Students in grades 8 through 12 already have district-issued devices, so it was the remaining elementary and middle school grades that the district worked to supply with loaner devices from among the existing supply from across Woodbridge schools.

Donahue said he empathizes with kids for whom school is an outlet and safe sanctuary, now missing the in-person connection. He said his wife created a "recess" classroom amid her Google offerings for her class to give kids a place for that social interaction that they’re missing out on right now.

Golden said she worries about where her son’s reading will be next year, but then she realizes everyone will be in the same boat.

She said she knows a lot of parents are confused and dealing with the new situation.
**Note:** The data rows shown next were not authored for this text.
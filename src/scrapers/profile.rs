use std::collections::HashMap;
use std::fmt;
use std::str::FromStr;

use serde::Deserialize;
use url::Url;

use super::date_format::DateFormat;
use super::error::ConfigurationError;

/// Every field a profile can provide a selector for
#[derive(Debug, Clone, Copy, PartialEq, Eq, Hash, Deserialize)]
#[serde(try_from = "String")]
pub enum FieldName {
    AdWrapper,
    NextPage,
    Url,
    Price,
    Area,
    RoomsCount,
    ExternalId,
    Location,
    PublishedAt,
    Title,
    Description,
    Photo,
    RealEstateAgent,
    NewBuild,
}

impl FieldName {
    /// Fields whose selector must be configured for a profile to load
    pub const REQUIRED: [FieldName; 5] = [
        FieldName::Url,
        FieldName::Price,
        FieldName::Area,
        FieldName::RoomsCount,
        FieldName::AdWrapper,
    ];

    pub const ALL: [FieldName; 14] = [
        FieldName::AdWrapper,
        FieldName::NextPage,
        FieldName::Url,
        FieldName::Price,
        FieldName::Area,
        FieldName::RoomsCount,
        FieldName::ExternalId,
        FieldName::Location,
        FieldName::PublishedAt,
        FieldName::Title,
        FieldName::Description,
        FieldName::Photo,
        FieldName::RealEstateAgent,
        FieldName::NewBuild,
    ];

    pub fn as_str(&self) -> &'static str {
        match self {
            FieldName::AdWrapper => "ad_wrapper",
            FieldName::NextPage => "next_page",
            FieldName::Url => "url",
            FieldName::Price => "price",
            FieldName::Area => "area",
            FieldName::RoomsCount => "rooms_count",
            FieldName::ExternalId => "external_id",
            FieldName::Location => "location",
            FieldName::PublishedAt => "published_at",
            FieldName::Title => "title",
            FieldName::Description => "description",
            FieldName::Photo => "photo",
            FieldName::RealEstateAgent => "real_estate_agent",
            FieldName::NewBuild => "new_build",
        }
    }
}

impl fmt::Display for FieldName {
    fn fmt(&self, f: &mut fmt::Formatter<'_>) -> fmt::Result {
        f.write_str(self.as_str())
    }
}

impl FromStr for FieldName {
    type Err = String;

    fn from_str(s: &str) -> Result<Self, Self::Err> {
        FieldName::ALL
            .into_iter()
            .find(|field| field.as_str() == s)
            .ok_or_else(|| format!("unknown field `{}`", s))
    }
}

impl TryFrom<String> for FieldName {
    type Error = String;

    fn try_from(value: String) -> Result<Self, Self::Error> {
        value.parse()
    }
}

/// Raw profile as written in the configuration file
#[derive(Debug, Clone, Default, Deserialize)]
pub struct SiteProfileDef {
    pub site_id: String,
    #[serde(default)]
    pub base_url: Option<String>,
    #[serde(default)]
    pub published_at_format: String,
    #[serde(default)]
    pub selectors: HashMap<FieldName, String>,
}

/// Validated, immutable configuration for one listing site
#[derive(Debug, Clone)]
pub struct SiteProfile {
    site_id: String,
    selectors: HashMap<FieldName, String>,
    published_at_format: String,
    date_format: Option<DateFormat>,
    base_url: Option<Url>,
}

impl SiteProfile {
    /// Build a profile, rejecting it if a required selector is missing
    pub fn new<I, S>(
        site_id: impl Into<String>,
        selectors: I,
        published_at_format: impl Into<String>,
    ) -> Result<Self, ConfigurationError>
    where
        I: IntoIterator<Item = (FieldName, S)>,
        S: Into<String>,
    {
        let site_id = site_id.into().trim().to_string();
        if site_id.is_empty() {
            return Err(ConfigurationError::EmptySiteId);
        }

        let mut selectors: HashMap<FieldName, String> = selectors
            .into_iter()
            .map(|(field, selector)| (field, selector.into().trim().to_string()))
            .collect();
        selectors.retain(|_, selector| !selector.is_empty());

        if let Some(field) = FieldName::REQUIRED
            .iter()
            .find(|field| !selectors.contains_key(*field))
        {
            return Err(ConfigurationError::MissingSelector {
                site: site_id,
                field: *field,
            });
        }

        let published_at_format = published_at_format.into();
        let date_format = (!published_at_format.trim().is_empty())
            .then(|| DateFormat::new(&published_at_format));

        Ok(Self {
            site_id,
            selectors,
            published_at_format,
            date_format,
            base_url: None,
        })
    }

    /// Validate a profile read from the configuration file
    pub fn from_def(def: SiteProfileDef) -> Result<Self, ConfigurationError> {
        let profile = Self::new(def.site_id, def.selectors, def.published_at_format)?;
        match def.base_url {
            Some(base_url) if !base_url.trim().is_empty() => profile.with_base_url(&base_url),
            _ => Ok(profile),
        }
    }

    /// Set the URL relative links are resolved against when the current page
    /// URL is unknown.
    pub fn with_base_url(mut self, base_url: &str) -> Result<Self, ConfigurationError> {
        let url = Url::parse(base_url.trim()).map_err(|e| ConfigurationError::InvalidBaseUrl {
            site: self.site_id.clone(),
            url: base_url.to_string(),
            reason: e.to_string(),
        })?;
        self.base_url = Some(url);
        Ok(self)
    }

    pub fn site_id(&self) -> &str {
        &self.site_id
    }

    /// The configured selector, or `None` if the site does not support it
    pub fn selector(&self, field: FieldName) -> Option<&str> {
        self.selectors.get(&field).map(String::as_str)
    }

    pub fn published_at_format(&self) -> &str {
        &self.published_at_format
    }

    pub fn date_format(&self) -> Option<&DateFormat> {
        self.date_format.as_ref()
    }

    pub fn base_url(&self) -> Option<&Url> {
        self.base_url.as_ref()
    }
}

/// All configured site profiles, keyed by site id
#[derive(Debug, Clone, Default)]
pub struct SiteRegistry {
    profiles: HashMap<String, SiteProfile>,
}

impl SiteRegistry {
    /// Validate every definition; the first invalid one aborts loading
    pub fn from_defs(defs: Vec<SiteProfileDef>) -> Result<Self, ConfigurationError> {
        let mut profiles = HashMap::with_capacity(defs.len());
        for def in defs {
            let profile = SiteProfile::from_def(def)?;
            if profiles.contains_key(profile.site_id()) {
                return Err(ConfigurationError::DuplicateSite(
                    profile.site_id().to_string(),
                ));
            }
            profiles.insert(profile.site_id().to_string(), profile);
        }
        Ok(Self { profiles })
    }

    pub fn get(&self, site_id: &str) -> Result<&SiteProfile, ConfigurationError> {
        self.profiles
            .get(site_id)
            .ok_or_else(|| ConfigurationError::UnknownSite(site_id.to_string()))
    }

    /// Site ids in alphabetical order
    pub fn site_ids(&self) -> Vec<&str> {
        let mut ids: Vec<&str> = self.profiles.keys().map(String::as_str).collect();
        ids.sort_unstable();
        ids
    }

    pub fn len(&self) -> usize {
        self.profiles.len()
    }

    pub fn is_empty(&self) -> bool {
        self.profiles.is_empty()
    }
}
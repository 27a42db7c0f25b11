use std::fmt;
use std::ops::AddAssign;

#[derive(Debug, Clone, Copy, PartialEq, Eq, Hash, PartialOrd, Ord)]
pub enum AnnotationKind {
    Nullable,
    NonNull,
    Nonnull,
    Notnull,
    NotNull,
    MonotonicNonNull,
    SuppressWarnings,
}

impl AnnotationKind {
    /// Declaration order, which is also the order passes run and the summary prints.
    pub const ALL: [AnnotationKind; 7] = [
        AnnotationKind::Nullable,
        AnnotationKind::NonNull,
        AnnotationKind::Nonnull,
        AnnotationKind::Notnull,
        AnnotationKind::NotNull,
        AnnotationKind::MonotonicNonNull,
        AnnotationKind::SuppressWarnings,
    ];

    pub fn name(self) -> &'static str {
        match self {
            AnnotationKind::Nullable => "Nullable",
            AnnotationKind::NonNull => "NonNull",
            AnnotationKind::Nonnull => "Nonnull",
            AnnotationKind::Notnull => "Notnull",
            AnnotationKind::NotNull => "NotNull",
            AnnotationKind::MonotonicNonNull => "MonotonicNonNull",
            AnnotationKind::SuppressWarnings => "SuppressWarnings",
        }
    }

    /// Kinds that are stripped on every run.
    pub fn is_nullness(self) -> bool {
        !matches!(self, AnnotationKind::SuppressWarnings)
    }

    /// Kinds targeted by a run, in pass order.
    pub fn targeted(remove_suppress_warnings: bool) -> impl Iterator<Item = AnnotationKind> {
        Self::ALL
            .into_iter()
            .filter(move |k| k.is_nullness() || remove_suppress_warnings)
    }

    fn index(self) -> usize {
        self as usize
    }
}

impl fmt::Display for AnnotationKind {
    fn fmt(&self, f: &mut fmt::Formatter<'_>) -> fmt::Result {
        write!(f, "@{}", self.name())
    }
}

#[derive(Debug, Clone, Copy, Default, PartialEq, Eq)]
pub struct RemovalCounters {
    counts: [usize; AnnotationKind::ALL.len()],
}

impl RemovalCounters {
    pub fn new() -> Self {
        Self::default()
    }

    pub fn get(&self, kind: AnnotationKind) -> usize {
        self.counts[kind.index()]
    }

    pub fn add(&mut self, kind: AnnotationKind, n: usize) {
        self.counts[kind.index()] += n;
    }

    pub fn total(&self) -> usize {
        self.counts.iter().sum()
    }

    pub fn is_empty(&self) -> bool {
        self.total() == 0
    }

    pub fn iter(&self) -> impl Iterator<Item = (AnnotationKind, usize)> + '_ {
        AnnotationKind::ALL.into_iter().map(|k| (k, self.get(k)))
    }

    /// Summary lines in declaration order, e.g. `  @Nullable: 3`.
    pub fn summary_lines(&self, include_suppress_warnings: bool) -> Vec<String> {
        AnnotationKind::targeted(include_suppress_warnings)
            .map(|k| format!("  {}: {}", k, self.get(k)))
            .collect()
    }
}

impl AddAssign for RemovalCounters {
    fn add_assign(&mut self, rhs: Self) {
        for (kind, n) in rhs.iter() {
            self.add(kind, n);
        }
    }
}

#[cfg(test)]
mod tests {
    use super::*;

    #[test]
    fn kinds_are_case_distinct() {
        let names: Vec<_> = AnnotationKind::ALL.iter().map(|k| k.name()).collect();
        assert!(names.contains(&"NonNull"));
        assert!(names.contains(&"Nonnull"));
        assert!(names.contains(&"NotNull"));
        assert!(names.contains(&"Notnull"));
        assert_eq!(AnnotationKind::NonNull.to_string(), "@NonNull");
    }

    #[test]
    fn targeted_respects_flag() {
        assert_eq!(AnnotationKind::targeted(false).count(), 6);
        assert_eq!(
            AnnotationKind::targeted(true).last(),
            Some(AnnotationKind::SuppressWarnings)
        );
    }

    #[test]
    fn add_assign_accumulates_per_kind() {
        let mut total = RemovalCounters::new();
        let mut a = RemovalCounters::new();
        a.add(AnnotationKind::Nullable, 2);
        let mut b = RemovalCounters::new();
        b.add(AnnotationKind::Nullable, 1);
        b.add(AnnotationKind::Notnull, 4);

        total += a;
        total += b;

        assert_eq!(total.get(AnnotationKind::Nullable), 3);
        assert_eq!(total.get(AnnotationKind::Notnull), 4);
        assert_eq!(total.get(AnnotationKind::NotNull), 0);
        assert_eq!(total.total(), 7);
    }

    #[test]
    fn summary_lines_follow_declaration_order() {
        let mut c = RemovalCounters::new();
        c.add(AnnotationKind::MonotonicNonNull, 5);
        c.add(AnnotationKind::SuppressWarnings, 2);

        assert_eq!(
            c.summary_lines(false),
            vec![
                "  @Nullable: 0",
                "  @NonNull: 0",
                "  @Nonnull: 0",
                "  @Notnull: 0",
                "  @NotNull: 0",
                "  @MonotonicNonNull: 5",
            ]
        );
        let with_sw = c.summary_lines(true);
        assert_eq!(with_sw.len(), 7);
        assert_eq!(with_sw[6], "  @SuppressWarnings: 2");
    }
}
pub mod common;
pub mod patterns;

pub use common::{AnnotationMatch, StripError, decode_ascii, remove_matches};

use crate::counters::{AnnotationKind, RemovalCounters};

#[derive(Debug, Clone, PartialEq, Eq)]
pub struct StripOutcome {
    pub content: String,
    pub counts: RemovalCounters,
}

impl StripOutcome {
    pub fn is_modified(&self) -> bool {
        !self.counts.is_empty()
    }
}

pub fn find_annotations(content: &str, kind: AnnotationKind) -> Vec<AnnotationMatch> {
    patterns::pattern_for(kind)
        .find_iter(content)
        .map(AnnotationMatch::from)
        .collect()
}

/// Removes the targeted annotations from `content`, one global pass per kind in
/// declaration order. Each pass sees the output of the previous one.
pub fn strip_annotations(
    content: &str,
    remove_suppress_warnings: bool,
) -> Result<StripOutcome, StripError> {
    common::ensure_ascii(content)?;

    let mut counts = RemovalCounters::new();
    let mut current = content.to_string();
    for kind in AnnotationKind::targeted(remove_suppress_warnings) {
        let matches = find_annotations(&current, kind);
        if matches.is_empty() {
            continue;
        }
        counts.add(kind, matches.len());
        current = remove_matches(current, matches)?;
    }

    Ok(StripOutcome {
        content: current,
        counts,
    })
}
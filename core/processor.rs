use crate::counters::RemovalCounters;
use crate::file_finder::{RunConfig, find_files};
use crate::stripper::{self, decode_ascii};
use crate::CoreError;
use std::fs;
use std::path::{Path, PathBuf};
use tracing::{debug, info};

#[derive(Debug, Clone, PartialEq, Eq)]
pub struct ProcessedFileResult {
    pub path: PathBuf,
    pub counts: RemovalCounters,
    pub modified: bool,
}

fn io_err(path: &Path) -> impl Fn(std::io::Error) -> CoreError {
    let path = path.to_path_buf();
    move |source| CoreError::Io {
        path: path.clone(),
        source,
    }
}

/// Read, strip and rewrite one file. Unchanged files are not rewritten.
pub fn process_single_file(
    path: &Path,
    remove_suppress_warnings: bool,
) -> Result<ProcessedFileResult, CoreError> {
    let bytes = fs::read(path).map_err(io_err(path))?;
    let content = decode_ascii(bytes).map_err(|source| CoreError::from_strip(path, source))?;

    let outcome = stripper::strip_annotations(&content, remove_suppress_warnings)
        .map_err(|source| CoreError::from_strip(path, source))?;

    let modified = outcome.is_modified();
    if modified {
        fs::write(path, outcome.content.as_bytes()).map_err(io_err(path))?;
    }
    debug!(
        path = %path.display(),
        removed = outcome.counts.total(),
        modified,
        "stripped"
    );

    Ok(ProcessedFileResult {
        path: path.to_path_buf(),
        counts: outcome.counts,
        modified,
    })
}

/// Processes `files` in order and stops at the first failure. Files handled
/// before the failure keep their new content.
pub fn process_files<F>(
    files: &[PathBuf],
    remove_suppress_warnings: bool,
    mut on_processed: F,
) -> Result<RemovalCounters, CoreError>
where
    F: FnMut(&ProcessedFileResult),
{
    let mut totals = RemovalCounters::new();
    for path in files {
        let result = process_single_file(path, remove_suppress_warnings)?;
        totals += result.counts;
        on_processed(&result);
    }
    Ok(totals)
}

pub fn strip_tree<F>(config: &RunConfig, on_processed: F) -> Result<RemovalCounters, CoreError>
where
    F: FnMut(&ProcessedFileResult),
{
    let files = find_files(&config.src_directory)?;
    info!(
        root = %config.src_directory.display(),
        files = files.len(),
        remove_suppress_warnings = config.remove_suppress_warnings,
        "starting run"
    );
    let totals = process_files(&files, config.remove_suppress_warnings, on_processed)?;
    info!(removed = totals.total(), "run complete");
    Ok(totals)
}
She said she went from working in finance to doing that and playing the role of teacher to her kids.

“I want them to be able to come to me when they have a problem,” Golden said, while admitting in helping her daughter with school work, she’s been “un-teaching everything she’s learned for the past two or three years” with Common Core math.

Katie Wiggins, a mother of two elementary students as well as a teacher in Westfield, said she is especially proud of the way her school community has jumped into distance learning.

She pointed to such first-week elements as a daily morning meeting video for staff, a morning announcements video that gets sent to students, teachers making videos of themselves reading books aloud and posting for students, and teacher-led web meetings with an entire classroom.

Parents also commented on social media from Old Bridge, Sayreville, South Plainfield, Barnegat, Toms River, Winslow Township, Berlin Township, Lumberton, Pemberton, Trenton, East Windsor and Union Township, among others, to chime in with accolades for the teachers and staff just a first few days into the new system.

Several parents voiced concern that the work load seemed to be heavy for at-home instruction with guardians that have other responsibilities. A few others were concerned that the instruction and work load weren't enough when compared to what is typically being taught in a classroom.

Among classes facing some of the biggest challenges in the transition, special-needs students and teachers who spend a good deal of time focused on social and community interaction, now are working on ways to mimic such progress while still maintaining social distance.

Zega said he’s concerned that teenagers will get antsy as time wears on and they will want to get out to see friends, thinking they’re "invincible." But, he said, students need to do their part to not spread the virus.